On the fourth and fifth floors were the dormitories, where each bed was neatly curtained off. On the fifth floor there was, also, a small chapel, where students liked to stop frequently for a short prayer. Then, there was the dome. Although the dome was not erected until the following year, the "Guide" of 1865 tells us what it is going to look like. A little balcony ran around the edge of the dome. The door leading to it was kept locked most of the time, but now and then some student got through and enjoyed the panorama. We know Tim O'Sullivan made it one 17th of March, about day-break, and before anyone could stop him, trumpeted "St. Patrick's Day in the Morning!" Father Sorin was very much chagrined.

...

The morning of April 23, 1879, was refreshing. There was sun enough to be pleasantly warm. And from the lake to the west, a slight breeze was blowing. And it was Wednesday, a free day for the students. . . . And on this lazy April day, so dangerously close to spring fever epidemic, the air was unexpectedly rent with the sudden, shrill cry that rose from voices of the Minims -- they were the first to see it -- "Fire, fire! The college is on fire!" It was eleven o'clock.

The flames were low on the college roof, close to the little railing that ran around the dome. Workmen had been on the roof as late as ten o'clock making some repairs. At that hour they had descended, locking the door behind them. If, when the fire was first detected, water in any quantity could have been brought to the roof, it would have been easily extinguished. But the building was six stories high; the buckets placed for just such an emergency were empty; and in the confusion that ensued precious time was lost. In ten or fifteen minutes the pitch roof began to blaze, sending forth clouds of dense smoke. . . . Within three hours the college building, St. Francis' Home, the Infirmary, and Music Hall were in complete ruin. . . . With extraordinary speed the ruins were cleared away. So promptly did everyone address himself to the work of rebuilding that the bricks and masonry were still hot while being hauled away. . . . By May 17th, Mr. W. J. Edbrooke, a Chicago architect, had submitted his plans for the new building. . . .

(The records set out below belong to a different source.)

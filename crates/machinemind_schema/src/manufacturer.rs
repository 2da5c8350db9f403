//! Manufacturers.

use machinemind_foundation::{EntryType, RawRecord, Result};
use machinemind_registry::{Live, Loader, OpCtx, RegEntry, Registry};

/// A corporate manufacturer of frames and gear.
#[derive(Debug, Default)]
pub struct Manufacturer {
    /// Semantic id (`GMS`, `IPS-N`, ...).
    pub id: String,
    /// Display name.
    pub name: String,
    /// Lore text.
    pub description: String,
    /// Dark-theme color.
    pub dark: String,
    /// Light-theme color.
    pub light: String,
    /// Logo asset id.
    pub logo: String,
    /// Logo image URL, if hosted.
    pub logo_url: Option<String>,
    /// Marketing quote.
    pub quote: String,
}

impl Manufacturer {
    /// Creates a manufacturer from its packed form.
    ///
    /// # Errors
    ///
    /// Field validation errors.
    pub fn unpack(packed: &RawRecord, reg: &Registry, ctx: &OpCtx) -> Result<Live<Self>> {
        reg.get_cat::<Self>().create_live(ctx, packed.clone())
    }
}

impl RegEntry for Manufacturer {
    const KIND: EntryType = EntryType::Manufacturer;

    fn defaults() -> RawRecord {
        RawRecord::new()
            .with("id", "")
            .with("name", "New Manufacturer")
            .with("description", "")
            .with("dark", "#000000")
            .with("light", "#ffffff")
            .with("logo", "")
            .with("quote", "")
    }

    fn load(&mut self, loader: &Loader<'_>) -> Result<()> {
        self.id = loader.string("id")?;
        self.name = loader.string("name")?;
        self.description = loader.string_or("description", "")?;
        self.dark = loader.string_or("dark", "#000000")?;
        self.light = loader.string_or("light", "#ffffff")?;
        self.logo = loader.string_or("logo", "")?;
        self.logo_url = loader.opt_string("logo_url")?;
        self.quote = loader.string_or("quote", "")?;
        Ok(())
    }

    fn save(&self) -> RawRecord {
        RawRecord::new()
            .with("id", self.id.as_str())
            .with("name", self.name.as_str())
            .with("description", self.description.as_str())
            .with("dark", self.dark.as_str())
            .with("light", self.light.as_str())
            .with("logo", self.logo.as_str())
            .with("logo_url", self.logo_url.clone())
            .with("quote", self.quote.as_str())
    }
}
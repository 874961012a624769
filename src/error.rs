//! Parse errors and failure aggregation.
//!
//! Composite parsers never stop at the first failing child: every sibling is
//! attempted, the validation failures are collected, and one aggregated error
//! is produced at the composite's boundary. Fatal kinds (I/O, multipart
//! framing) propagate immediately instead of joining an aggregate.

use std::io;

/// Result alias used across the crate.
pub type ParseResult<T> = Result<T, ParseError>;

/// Error produced by a parse.
///
/// Exactly one `ParseError` is surfaced per top-level parse call; when several
/// independent sub-parses failed, the message concatenates every contributing
/// failure, one per line, each carrying its own path tag.
#[derive(Debug, thiserror::Error)]
pub enum ParseError {
	/// A value failed coercion, bounds, or shape validation.
	#[error("{0}")]
	Invalid(String),
	/// Disk spooling or source stream failure, surfaced as-is.
	#[error("I/O error: {0}")]
	Io(#[from] io::Error),
	/// Boundary not found or malformed multipart structure; terminal for the
	/// ingestion session that raised it.
	#[error("{0}")]
	Framing(String),
}

impl ParseError {
	/// Build a validation error whose message is tagged with the accessor
	/// path it occurred at.
	///
	/// # Examples
	///
	/// ```
	/// use nuages::ParseError;
	///
	/// let err = ParseError::invalid("root.age", "Value cannot be converted to an integer");
	/// assert_eq!(
	///     err.to_string(),
	///     "root.age: Value cannot be converted to an integer"
	/// );
	/// ```
	pub fn invalid(path: &str, message: impl AsRef<str>) -> Self {
		Self::Invalid(format!("{}: {}", path, message.as_ref()))
	}

	/// Build a framing error.
	pub fn framing(message: impl Into<String>) -> Self {
		Self::Framing(message.into())
	}

	/// Whether this error is a validation failure (coercion, bounds, shape,
	/// or an aggregate of those), as opposed to a fatal I/O or framing error.
	///
	/// # Examples
	///
	/// ```
	/// use nuages::ParseError;
	///
	/// assert!(ParseError::invalid("root", "bad").is_validation());
	/// assert!(!ParseError::framing("truncated body").is_validation());
	/// ```
	pub fn is_validation(&self) -> bool {
		matches!(self, Self::Invalid(_))
	}

	/// Merge the failures collected by one composite invocation into a single
	/// error, preserving every message in order.
	///
	/// A single error passes through unchanged. A set of validation failures
	/// joins into one validation error. A set containing a fatal failure
	/// stays fatal so it is never reinterpreted as a validation outcome.
	///
	/// # Panics
	///
	/// Panics if `failures` is empty; composites only aggregate after at
	/// least one child failed.
	pub fn aggregate(mut failures: Vec<ParseError>) -> Self {
		assert!(!failures.is_empty(), "aggregating zero failures");
		if failures.len() == 1 {
			return failures.remove(0);
		}
		let all_validation = failures.iter().all(ParseError::is_validation);
		let joined = failures
			.iter()
			.map(ToString::to_string)
			.collect::<Vec<_>>()
			.join("\n");
		if all_validation {
			Self::Invalid(joined)
		} else {
			Self::Io(io::Error::other(joined))
		}
	}
}

#[cfg(test)]
mod tests {
	use super::*;

	#[test]
	fn test_aggregate_preserves_every_message() {
		// Arrange
		let failures = vec![
			ParseError::invalid("root.a", "first failure"),
			ParseError::invalid("root.b", "second failure"),
		];

		// Act
		let merged = ParseError::aggregate(failures);

		// Assert
		let message = merged.to_string();
		assert!(message.contains("root.a: first failure"));
		assert!(message.contains("root.b: second failure"));
		assert!(merged.is_validation());
	}

	#[test]
	fn test_aggregate_single_error_passes_through() {
		// Arrange
		let failures = vec![ParseError::framing("bad boundary")];

		// Act
		let merged = ParseError::aggregate(failures);

		// Assert
		assert!(matches!(merged, ParseError::Framing(_)));
	}

	#[test]
	fn test_aggregate_with_io_failure_stays_fatal() {
		// Arrange
		let failures = vec![
			ParseError::invalid("root.a", "bad value"),
			ParseError::Io(io::Error::other("disk full")),
		];

		// Act
		let merged = ParseError::aggregate(failures);

		// Assert
		assert!(!merged.is_validation());
		assert!(merged.to_string().contains("disk full"));
		assert!(merged.to_string().contains("root.a: bad value"));
	}
}
//! File-valued fields.

use crate::error::{ParseError, ParseResult};
use crate::parser::Parser;
use crate::stream::Body;
use crate::upload::{FileUpload, SpoolConfig};
use crate::value::Value;
use async_trait::async_trait;
use futures_util::StreamExt;
use std::path::PathBuf;

/// Parser producing a [`FileUpload`].
///
/// The value path accepts an already-accumulated upload, or wraps a byte or
/// string payload in a RAM-resident one. The stream path accumulates
/// incrementally, spooling to disk past the configured memory ceiling.
#[derive(Debug, Default)]
pub struct FileParser {
	config: SpoolConfig,
	max_size: Option<u64>,
}

/// Create a file parser.
///
/// # Examples
///
/// ```
/// use nuages::{Parser, Value, file};
///
/// let parsed = file().parse(&Value::from("payload")).unwrap();
/// assert_eq!(parsed.as_file().unwrap().size(), 7);
/// ```
pub fn file() -> FileParser {
	FileParser::default()
}

impl FileParser {
	/// Set the in-memory ceiling for the stream path.
	pub fn with_max_memory(mut self, max_memory: usize) -> Self {
		self.config.max_memory = max_memory;
		self
	}

	/// Set the directory spooled content is written to.
	pub fn with_temp_dir(mut self, temp_dir: impl Into<PathBuf>) -> Self {
		self.config.temp_dir = Some(temp_dir.into());
		self
	}

	/// Cap the accumulated size; the cap is checked after accumulation
	/// completes, not per chunk.
	pub fn with_max_size(mut self, max_size: u64) -> Self {
		self.max_size = Some(max_size);
		self
	}

	fn check_ceiling(&self, upload: &FileUpload, path: &str) -> ParseResult<()> {
		if let Some(max_size) = self.max_size
			&& upload.size() > max_size
		{
			return Err(ParseError::invalid(
				path,
				format!(
					"Ensure this file is at most {max_size} bytes (it is {})",
					upload.size()
				),
			));
		}
		Ok(())
	}
}

#[async_trait]
impl Parser for FileParser {
	fn parse_value(&self, value: Option<&Value>, path: &str) -> ParseResult<Value> {
		let upload = match value {
			None => return Err(ParseError::invalid(path, "This field is required")),
			Some(Value::File(upload)) => upload.clone(),
			Some(Value::Bytes(bytes)) => FileUpload::from_bytes(bytes),
			Some(Value::String(text)) => FileUpload::from_bytes(text.as_bytes()),
			Some(other) => {
				return Err(ParseError::invalid(
					path,
					format!("Value of kind {} cannot be converted to a file", other.kind()),
				));
			}
		};
		self.check_ceiling(&upload, path)?;
		Ok(Value::File(upload))
	}

	async fn parse_stream(&self, body: Body, path: &str) -> ParseResult<Value> {
		let mut stream = body.into_stream();
		let mut upload = FileUpload::new(self.config.clone());
		while let Some(chunk) = stream.next().await {
			upload.append(&chunk?).await?;
		}
		self.check_ceiling(&upload, path)?;
		Ok(Value::File(upload))
	}
}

Ground was broken on Saturday, May 17th. The first stone was placed on Monday, May 19th. It was estimated that 4,350,000 bricks were going into the new building. By June 21st the stone foundation for the front extension was in place, the window frames for the first story were up, and fifty-six bricklayers were engaged in work. On June 28th, the second story, its windows surmounted with caps of galvanized iron, was completed. The Fourth of July was celebrated by the completion of the third story. The record reads like an architectural marathon. Of course, that was a day innocent of labor disputes and delays. There was no eight-hour day, no forty-hour week. With this advantage, and with the three hundred workmen employed, the constant stream of stone that came by rail, the unbroken lines of wagons bringing brick from the kilns of South Bend and Bertrand, the all-out effort was magnificent. The building, with its countless angles and corners and jutting points of masonry, the numerous gables and turrets, the classic pillars that support the dome and statue, puzzles anyone who tries to classify it. The architect called it modern Gothic. The ground plan was a sort of fancy T-formation, the lower portion of which had an extension of 224 feet; the cross on the T spread 320 feet. At the intersection was a rotunda extending from the second floor clear to the dome. There had been a dome on the second college building, and Father Sorin was determined that there should be another on the present structure. . . . The University must have been disappointed when the fall session opened. Only 324 students enrolled. That counted everyone -- college students, preparatory students, and minims. Special care had been taken to finish the Infirmary, so that the students might be accommodated in case the college buildings were not finished. But by September, those fears were allayed. The college building was finished, and ready.